ExxonMobil to add oriented film line
MACEDON, N.Y. — ExxonMobil Chemical Co. will expand oriented polypropylene film capacity at its Shawnee, Okla., plant.
The firm said it will add an oriented film line with annual capacity of more than 30 million pounds at an undisclosed cost. The line will make white, opaque OPP film for food packaging, labeling and imaging markets. The film major, based in Macedon, said the new line will start late in 2002.
ExxonMobil now runs six oriented film lines, three coating lines and several slitting lines at Shawnee, according to spokeswoman Brenda Donnelly. Shawnee, the firm's specialty OPP films center, opened in 1978 as part of Mobil Chemical Co.
ExxonMobil claims to be the largest OPP film producer in the world. Its seven plants have current capacity exceeding 506 million pounds per year. Shawnee is one of four sites in North America, and there are three in Europe. ExxonMobil supplements its own capacity through agreements with other suppliers.
The expansion is the firm's third in the past 15 months, ExxonMobil Chemical President Dan Sanders said in a news release.
Graham to shut down Quebec plant
YORK, PA. — Graham Packaging Co. LP will close one of its Canadian plants as some customers relocate from the Montreal area.
The York-based firm said it began shutting down its Anjou, Quebec, plant Jan. 11 and expects the facility to be completely closed by March 27. The operation extrusion blow molds high density polyethylene, polypropylene and PVC for the food and beverage, household, personal-care and automotive markets.
Anjou accounted for sales of US$4.5 million last year. Between US$1.7 million and US$2.5 million of that business will be picked up by sister plants in Burlington and Mississauga, Ontario. Other accounts will be served out of Anjou until the plant closes, at which time Graham will lose the accounts to other suppliers, according to Graham spokesman Donald Sarvey. Graham recorded total sales of $716.1 million in 1999 from 56 plants in North America, Europe and Latin America. North American blow molding sales were an estimated $554.9 million.
Graham will move some of Anjou's equipment to other facilities and sell older machines. Officials did not disclose how many shuttle blow molders Graham runs in Anjou.

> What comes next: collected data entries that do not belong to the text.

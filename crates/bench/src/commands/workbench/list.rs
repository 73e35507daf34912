use anyhow::Result;

use crate::config::AppContext;
use crate::log_info;
use crate::store::{WorkbenchEntry, WorkbenchStatus};
use crate::utils::log::t;
use crate::utils::term::print_table;

#[derive(Debug, Clone, Copy, PartialEq, Eq, Default)]
pub enum WorkbenchFilter {
  #[default]
  All,
  Active,
  Inactive,
}

impl WorkbenchFilter {
  fn matches(self, entry: &WorkbenchEntry) -> bool {
    match self {
      Self::All => true,
      Self::Active => entry.status == WorkbenchStatus::Active,
      Self::Inactive => entry.status == WorkbenchStatus::Inactive,
    }
  }

  fn empty_message(self) -> &'static str {
    match self {
      Self::All => "No workbenches defined. Use 'bench workbench create' to create one.",
      Self::Active => "No active workbenches.",
      Self::Inactive => "No inactive workbenches.",
    }
  }
}

pub fn run(ctx: &AppContext, filter: WorkbenchFilter) -> Result<()> {
  ctx.runtime.require_initialized()?;
  let base = ctx.runtime.base_config()?;
  let rows: Vec<Vec<String>> = base
    .workbenches
    .iter()
    .filter(|w| filter.matches(w))
    .map(|w| {
      let status = match w.status {
        WorkbenchStatus::Active => t::ok(w.status),
        WorkbenchStatus::Inactive => t::dim(w.status),
      };
      vec![w.name.clone(), w.source.clone(), t::branch(&w.git_branch), status]
    })
    .collect();
  if rows.is_empty() {
    log_info!("{}", filter.empty_message());
    return Ok(());
  }
  print_table(&["Name", "Source", "Branch", "Status"], &rows);
  Ok(())
}
use anyhow::Result;

use crate::config::AppContext;
use crate::log_info;
use crate::utils::log::t;
use crate::utils::task::{TaskFilter, list_task_entries};
use crate::utils::term::{check_mark, print_table};

fn empty_message(filter: TaskFilter) -> &'static str {
  match filter {
    TaskFilter::Open => "No open tasks in this workbench.",
    TaskFilter::Completed => "No completed tasks in this workbench.",
    TaskFilter::All => "No tasks in this workbench.",
  }
}

pub fn run(ctx: &AppContext, filter: TaskFilter) -> Result<()> {
  ctx.runtime.require_workbench("task list")?;
  let entries = list_task_entries(&ctx.runtime.workbench_paths().tasks_dir(), filter)?;
  if entries.is_empty() {
    log_info!("{}", t::dim(empty_message(filter)));
    return Ok(());
  }

  let rows: Vec<Vec<String>> = entries
    .iter()
    .map(|e| {
      vec![
        e.name.clone(),
        e.created.to_string(),
        e.completed.map(|d| d.to_string()).unwrap_or_default(),
        if e.repos.is_empty() {
          t::dim("all")
        } else {
          e.repos.join(", ")
        },
        check_mark(e.has_spec),
        check_mark(e.has_impl),
        check_mark(e.has_files),
        check_mark(e.has_journal),
      ]
    })
    .collect();
  print_table(
    &["Name", "Created", "Completed", "Repos", "Spec", "Impl", "Files", "Journal"],
    &rows,
  );
  Ok(())
}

"The packaging industry in general has been in a period of transition and consolidation," George Stevens, vice president and general manager of Burlington-based Graham Packaging Canada Ltd., said in a Jan. 11 news release.
Graham Packaging Canada was formed in 1993 when Graham bought the former Plax Inc. blow molding business. Graham said the 75 Anjou employees will get "equitable severance packages."
Danisco invests in coextrusion line
ILKESTON, ENGLAND — Flexible packaging firm Danisco Flexible has invested 1.6 million ($2.38 million) to install a new Windmoller & Holscher coextrusion line at its blown film plant in Ilkeston.
The line, the plant's 10th blown film line, needed to meet rapidly growing demand from the firm's film converting operations.
The 81/2-foot-wide Varex Optifil P2 line provides three-layer coextrusion, allowing Danisco to expand into wider and more complex films. It will run a range of polymers including linear low density polyethylene, metallocenes for high-grade lamination and coextruded films, the company said.
The project called for significant structural work that included raising the plant roof 13 feet to allow for bubble cooling height.
The line features gauge profile control for tighter tolerances and a winding system with fully automated roll change and tension control. It has two Corona treaters to ensure treatment of both sides of the film, according to the company.
The line will be used for long runs with PE films for frozen food, confectionery and detergent packaging, and peelable films, said the company, part of packaging and food ingredients group Danisco A/S of Copenhagen, Denmark.
Advance Polybag to finish expansion
OKLAHOMA CITY — Advance Polybag Inc. expects to finish expanding its Oklahoma City retail bag-making plant by midyear.
The firm is investing millions of dollars in the program to boost film extrusion and converting capacity and to diversify its printing capabilities, according to Victor Platta, vice president of sales and marketing.
Advance recently installed process color printing in Oklahoma City and its new Las Vegas facility to supplement its line flexographic printing technology.
Process color printing provides enhanced images because it can blend three colors. Less than six months after it introduced the system, Advance now has more than a dozen customers buying bags decorated with the new process. New customers and existing ones have asked for the process, Platta said in a telephone interview from his firm's Metairie, La., head office. Advertisements and seasonal messages are a few examples of how customers are using the system's visual potential.